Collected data
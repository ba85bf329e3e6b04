//! Walks through the invalidation rules of [`Sequence`] operations.
//!
//! Run with `RUST_LOG=contiguous_seq=trace` to also see storage relocations.

use std::fmt::Display;

use contiguous_seq::*;
use tracing_subscriber::EnvFilter;

fn print_sequence<T: Display>(sequence: &Sequence<T>, title: &str) {
    if !title.is_empty() {
        println!("\n== {} ==", title);
    }
    let values: Vec<String> = sequence.iter().map(|it| it.to_string()).collect();
    println!(
        "size={} capacity={} data={:p} epoch={} values: {}",
        sequence.len(),
        sequence.capacity(),
        sequence.as_ptr(),
        sequence.epoch(),
        values.join(" ")
    );
}

fn describe<T: Display>(sequence: &Sequence<T>, name: &str, cursor: &Cursor<T>) {
    match sequence.get_at(cursor) {
        Ok(value) => println!("{} is valid and reads {}", name, value),
        Err(err) => println!("{} is INVALID: {}", name, err),
    }
}

fn reallocation_invalidation() {
    println!("\n[Demo A] Without reserve: reallocation invalidates every cursor");
    let mut sequence = Sequence::new();
    sequence.push(1);
    let first = sequence.begin();
    let mut base = sequence.as_ptr();
    print_sequence(&sequence, "initial state");

    let last_capacity = sequence.capacity();
    let mut reallocated = false;
    for i in 2..=64 {
        sequence.push(i);
        if sequence.capacity() != last_capacity {
            println!(
                "capacity grew: {} -> {}, data moved: {:p} -> {:p}",
                last_capacity,
                sequence.capacity(),
                base,
                sequence.as_ptr()
            );
            base = sequence.as_ptr();
            reallocated = true;
            break;
        }
    }
    print_sequence(&sequence, "after growth");

    if reallocated {
        println!("Cursor to the first element captured before growth:");
    } else {
        println!("No reallocation observed:");
    }
    describe(&sequence, "first", &first);
    println!("last base address: {:p}", base);
}

fn reserve_stability() {
    println!("\n[Demo B] With reserve: push within capacity keeps cursors valid (except end)");
    let mut sequence = Sequence::new();
    sequence.reserve(100);
    sequence.push(10);
    let first = sequence.begin();
    let end = sequence.end();
    let base = sequence.as_ptr();
    print_sequence(&sequence, "reserved and one element");

    for i in 11..20 {
        sequence.push(i);
    }
    print_sequence(&sequence, "after more pushes (no reallocation expected)");

    println!(
        "base stayed: {:p}, current data: {:p}",
        base,
        sequence.as_ptr()
    );
    describe(&sequence, "first", &first);
    describe(&sequence, "end", &end);
}

fn insert_erase_rules() -> Result<(), SequenceError> {
    println!("\n[Demo C] insert/erase without reallocation: which cursors are invalidated");
    let mut sequence = Sequence::new();
    sequence.reserve(100);
    for i in 0..6 {
        sequence.push(i);
    }
    print_sequence(&sequence, "start");

    let before = sequence.cursor(1)?;
    let at = sequence.cursor(2)?;
    let after = sequence.cursor(4)?;

    let capacity_before = sequence.capacity();
    let data_before = sequence.as_ptr();

    sequence.insert(2, 99)?;
    print_sequence(&sequence, "after insert at pos=2");
    println!(
        "capacity same? {}, data moved? {}",
        sequence.capacity() == capacity_before,
        sequence.as_ptr() != data_before
    );

    describe(&sequence, "before (was 1)", &before);
    describe(&sequence, "at (was 2)", &at);
    describe(&sequence, "after (was 4)", &after);

    println!(
        "Access by index after insert: sequence[3]={} (element originally at index 2 shifted right)",
        sequence[3]
    );

    let next = sequence.erase(3)?;
    print_sequence(&sequence, "after erase at pos=3");
    match sequence.get_at(&next) {
        Ok(value) => println!(
            "cursor returned by erase points to: {} (first element after erased one)",
            value
        ),
        Err(CursorError::PastTheEnd) => println!("erase removed the last element"),
        Err(err) => println!("cursor returned by erase is unexpectedly invalid: {}", err),
    }
    Ok(())
}

fn main() -> Result<(), SequenceError> {
    let filter = EnvFilter::try_from_default_env().unwrap_or_else(|_| EnvFilter::new("info"));
    tracing_subscriber::fmt().with_env_filter(filter).try_init().ok();

    reallocation_invalidation();
    reserve_stability();
    insert_erase_rules()
}
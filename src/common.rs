//! Growth policy and layout helpers shared by the storage code.

use core::alloc::Layout;
use core::mem::size_of;

use crate::error::MemoryError;

pub(crate) const fn is_layout_valid(size: usize, align: usize) -> bool {
    if !align.is_power_of_two() {
        return false;
    };

    size <= isize::MAX as usize - (align - 1)
}

/// Returns the layout of a block holding `capacity` values of type `T`, or a
/// [`MemoryError::TooLarge`] error if it can't be represented.
pub(crate) fn array_layout<T>(capacity: usize) -> Result<Layout, MemoryError> {
    let layout = Layout::new::<T>();
    let size = layout
        .size()
        .checked_mul(capacity)
        .ok_or(MemoryError::TooLarge)?;
    if !is_layout_valid(size, layout.align()) {
        return Err(MemoryError::TooLarge);
    }
    Layout::from_size_align(size, layout.align()).map_err(|_| MemoryError::TooLarge)
}

/// Smallest non-zero capacity a block of `T` grows to.
///
/// Tiny blocks would otherwise reallocate on almost every append.
pub(crate) const fn min_non_zero_capacity<T>() -> usize {
    if size_of::<T>() == 1 {
        8
    } else if size_of::<T>() <= 1024 {
        4
    } else {
        1
    }
}

/// Returns the capacity a block of `T` with `current` capacity grows to when
/// it has to hold at least `required` values.
///
/// Capacity doubles, which keeps appends amortized constant time.
pub(crate) fn grown_capacity<T>(current: usize, required: usize) -> Result<usize, MemoryError> {
    if required <= current {
        return Ok(current);
    }
    let doubled = current.saturating_mul(2);
    let target = doubled.max(required).max(min_non_zero_capacity::<T>());
    // the doubled value may overflow the layout while `required` doesn't
    if array_layout::<T>(target).is_ok() {
        Ok(target)
    } else {
        array_layout::<T>(required).map(|_| required)
    }
}

#[cfg(all(test, not(feature = "no_std")))]
mod test {
    use super::*;

    #[test]
    fn growth_doubles_capacity() {
        assert_eq!(grown_capacity::<u32>(4, 5).unwrap(), 8);
        assert_eq!(grown_capacity::<u32>(8, 9).unwrap(), 16);
        assert_eq!(grown_capacity::<u32>(8, 40).unwrap(), 40);
    }

    #[test]
    fn growth_starts_at_minimum() {
        assert_eq!(grown_capacity::<u8>(0, 1).unwrap(), 8);
        assert_eq!(grown_capacity::<u64>(0, 1).unwrap(), 4);
        assert_eq!(grown_capacity::<[u8; 2048]>(0, 1).unwrap(), 1);
    }

    #[test]
    fn growth_without_requirement_is_noop() {
        assert_eq!(grown_capacity::<u32>(16, 3).unwrap(), 16);
    }

    #[test]
    fn oversized_layout_is_rejected() {
        assert_eq!(array_layout::<u64>(usize::MAX), Err(MemoryError::TooLarge));
        assert_eq!(
            grown_capacity::<u64>(0, usize::MAX / 4),
            Err(MemoryError::TooLarge)
        );
    }

    #[test]
    fn growth_falls_back_to_required_near_limit() {
        let limit = isize::MAX as usize / 8;
        let current = limit / 2 + 1;
        assert_eq!(grown_capacity::<u64>(current, current + 1).unwrap(), current + 1);
    }
}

_WHAT YOU SHOULD DO_. Each entry given above is to be duplicated exactly.

_ANSWER TO THIS PROBLEM_.
repository ba85bf329e3e6b04
//! Walks through the invalidation rules of [`Sequence`] operations.
//!
//! Run with `RUST_LOG=contiguous_seq=trace` to also see storage relocations.

use std::fmt::Display;

use contiguous_seq::*;
use tracing_subscriber::EnvFilter;

fn print_sequence<T: Display>(sequence: &Sequence<T>, title: &str) {
    if !title.is_empty() {
        println!("\n== {} ==", title);
    }
    let values: Vec<String> = sequence.iter().map(|it| it.to_string()).collect();
    println!(
        "size={} capacity={} data={:p} epoch={} values: {}",
        sequence.len(),
        sequence.capacity(),
        sequence.as_ptr(),
        sequence.epoch(),
        values.join(" ")
    );
}

fn describe<T: Display>(sequence: &Sequence<T>, name: &str, cursor: &Cursor<T>) {
    match sequence.get_at(cursor) {
        Ok(value) => println!("{} is valid and reads {}", name, value),
        Err(err) => println!("{} is INVALID: {}", name, err),
    }
}

fn reallocation_invalidation() {
    println!("\n[Demo A] Without reserve: reallocation invalidates every cursor");
    let mut sequence = Sequence::new();
    sequence.push(1);
    let first = sequence.begin();
    let mut base = sequence.as_ptr();
    print_sequence(&sequence, "initial state");

    let last_capacity = sequence.capacity();
    let mut reallocated = false;
    for i in 2..=64 {
        sequence.push(i);
        if sequence.capacity() != last_capacity {
            println!(
                "capacity grew: {} -> {}, data moved: {:p} -> {:p}",
                last_capacity,
                sequence.capacity(),
                base,
                sequence.as_ptr()
            );
            base = sequence.as_ptr();
            reallocated = true;
            break;
        }
    }
    print_sequence(&sequence, "after growth");

    if reallocated {
        println!("Cursor to the first element captured before growth:");
    } else {
        println!("No reallocation observed:");
    }
    describe(&sequence, "first", &first);
    println!("last base address: {:p}", base);
}

fn reserve_stability() {
    println!("\n[Demo B] With reserve: push within capacity keeps cursors valid (except end)");
    let mut sequence = Sequence::new();
    sequence.reserve(100);
    sequence.push(10);
    let first = sequence.begin();
    let end = sequence.end();
    let base = sequence.as_ptr();
    print_sequence(&sequence, "reserved and one element");

    for i in 11..20 {
        sequence.push(i);
    }
    print_sequence(&sequence, "after more pushes (no reallocation expected)");

    println!(
        "base stayed: {:p}, current data: {:p}",
        base,
        sequence.as_ptr()
    );
    describe(&sequence, "first", &first);
    describe(&sequence, "end", &end);
}

fn insert_erase_rules() -> Result<(), SequenceError> {
    println!("\n[Demo C] insert/erase without reallocation: which cursors are invalidated");
    let mut sequence = Sequence::new();
    sequence.reserve(100);
    for i in 0..6 {
        sequence.push(i);
    }
    print_sequence(&sequence, "start");

    let before = sequence.cursor(1)?;
    let at = sequence.cursor(2)?;
    let after = sequence.cursor(4)?;

    let capacity_before = sequence.capacity();
    let data_before = sequence.as_ptr();

    sequence.insert(2, 99)?;
    print_sequence(&sequence, "after insert at pos=2");
    println!(
        "capacity same? {}, data moved? {}",
        sequence.capacity() == capacity_before,
        sequence.as_ptr() != data_before
    );

    describe(&sequence, "before (was 1)", &before);
    describe(&sequence, "at (was 2)", &at);
    describe(&sequence, "after (was 4)", &after);

    println!(
        "Access by index after insert: sequence[3]={} (element originally at index 2 shifted right)",
        sequence[3]
    );

    let next = sequence.erase(3)?;
    print_sequence(&sequence, "after erase at pos=3");
    match sequence.get_at(&next) {
        Ok(value) => println!(
            "cursor returned by erase points to: {} (first element after erased one)",
            value
        ),
        Err(CursorError::PastTheEnd) => println!("erase removed the last element"),
        Err(err) => println!("cursor returned by erase is unexpectedly invalid: {}", err),
    }
    Ok(())
}

fn main() -> Result<(), SequenceError> {
    let filter = EnvFilter::try_from_default_env().unwrap_or_else(|_| EnvFilter::new("info"));
    tracing_subscriber::fmt().with_env_filter(filter).try_init().ok();

    reallocation_invalidation();
    reserve_stability();
    insert_erase_rules()
}
filename src/common.rs
//! Growth policy and layout helpers shared by the storage code.

use core::alloc::Layout;
use core::mem::size_of;

use crate::error::MemoryError;

pub(crate) const fn is_layout_valid(size: usize, align: usize) -> bool {
    if !align.is_power_of_two() {
        return false;
    };

    size <= isize::MAX as usize - (align - 1)
}

/// Returns the layout of a block holding `capacity` values of type `T`, or a
/// [`MemoryError::TooLarge`] error if it can't be represented.
pub(crate) fn array_layout<T>(capacity: usize) -> Result<Layout, MemoryError> {
    let layout = Layout::new::<T>();
    let size = layout
        .size()
        .checked_mul(capacity)
        .ok_or(MemoryError::TooLarge)?;
    if !is_layout_valid(size, layout.align()) {
        return Err(MemoryError::TooLarge);
    }
    Layout::from_size_align(size, layout.align()).map_err(|_| MemoryError::TooLarge)
}

/// Smallest non-zero capacity a block of `T` grows to.
///
/// Tiny blocks would otherwise reallocate on almost every append.
pub(crate) const fn min_non_zero_capacity<T>() -> usize {
    if size_of::<T>() == 1 {
        8
    } else if size_of::<T>() <= 1024 {
        4
    } else {
        1
    }
}

/// Returns the capacity a block of `T` with `current` capacity grows to when
/// it has to hold at least `required` values.
///
/// Capacity doubles, which keeps appends amortized constant time.
pub(crate) fn grown_capacity<T>(current: usize, required: usize) -> Result<usize, MemoryError> {
    if required <= current {
        return Ok(current);
    }
    let doubled = current.saturating_mul(2);
    let target = doubled.max(required).max(min_non_zero_capacity::<T>());
    // the doubled value may overflow the layout while `required` doesn't
    if array_layout::<T>(target).is_ok() {
        Ok(target)
    } else {
        array_layout::<T>(required).map(|_| required)
    }
}

#[cfg(all(test, not(feature = "no_std")))]
mod test {
    use super::*;

    #[test]
    fn growth_doubles_capacity() {
        assert_eq!(grown_capacity::<u32>(4, 5).unwrap(), 8);
        assert_eq!(grown_capacity::<u32>(8, 9).unwrap(), 16);
        assert_eq!(grown_capacity::<u32>(8, 40).unwrap(), 40);
    }

    #[test]
    fn growth_starts_at_minimum() {
        assert_eq!(grown_capacity::<u8>(0, 1).unwrap(), 8);
        assert_eq!(grown_capacity::<u64>(0, 1).unwrap(), 4);
        assert_eq!(grown_capacity::<[u8; 2048]>(0, 1).unwrap(), 1);
    }

    #[test]
    fn growth_without_requirement_is_noop() {
        assert_eq!(grown_capacity::<u32>(16, 3).unwrap(), 16);
    }

    #[test]
    fn oversized_layout_is_rejected() {
        assert_eq!(array_layout::<u64>(usize::MAX), Err(MemoryError::TooLarge));
        assert_eq!(
            grown_capacity::<u64>(0, usize::MAX / 4),
            Err(MemoryError::TooLarge)
        );
    }

    #[test]
    fn growth_falls_back_to_required_near_limit() {
        let limit = isize::MAX as usize / 8;
        let current = limit / 2 + 1;
        assert_eq!(grown_capacity::<u64>(current, current + 1).unwrap(), current + 1);
    }
}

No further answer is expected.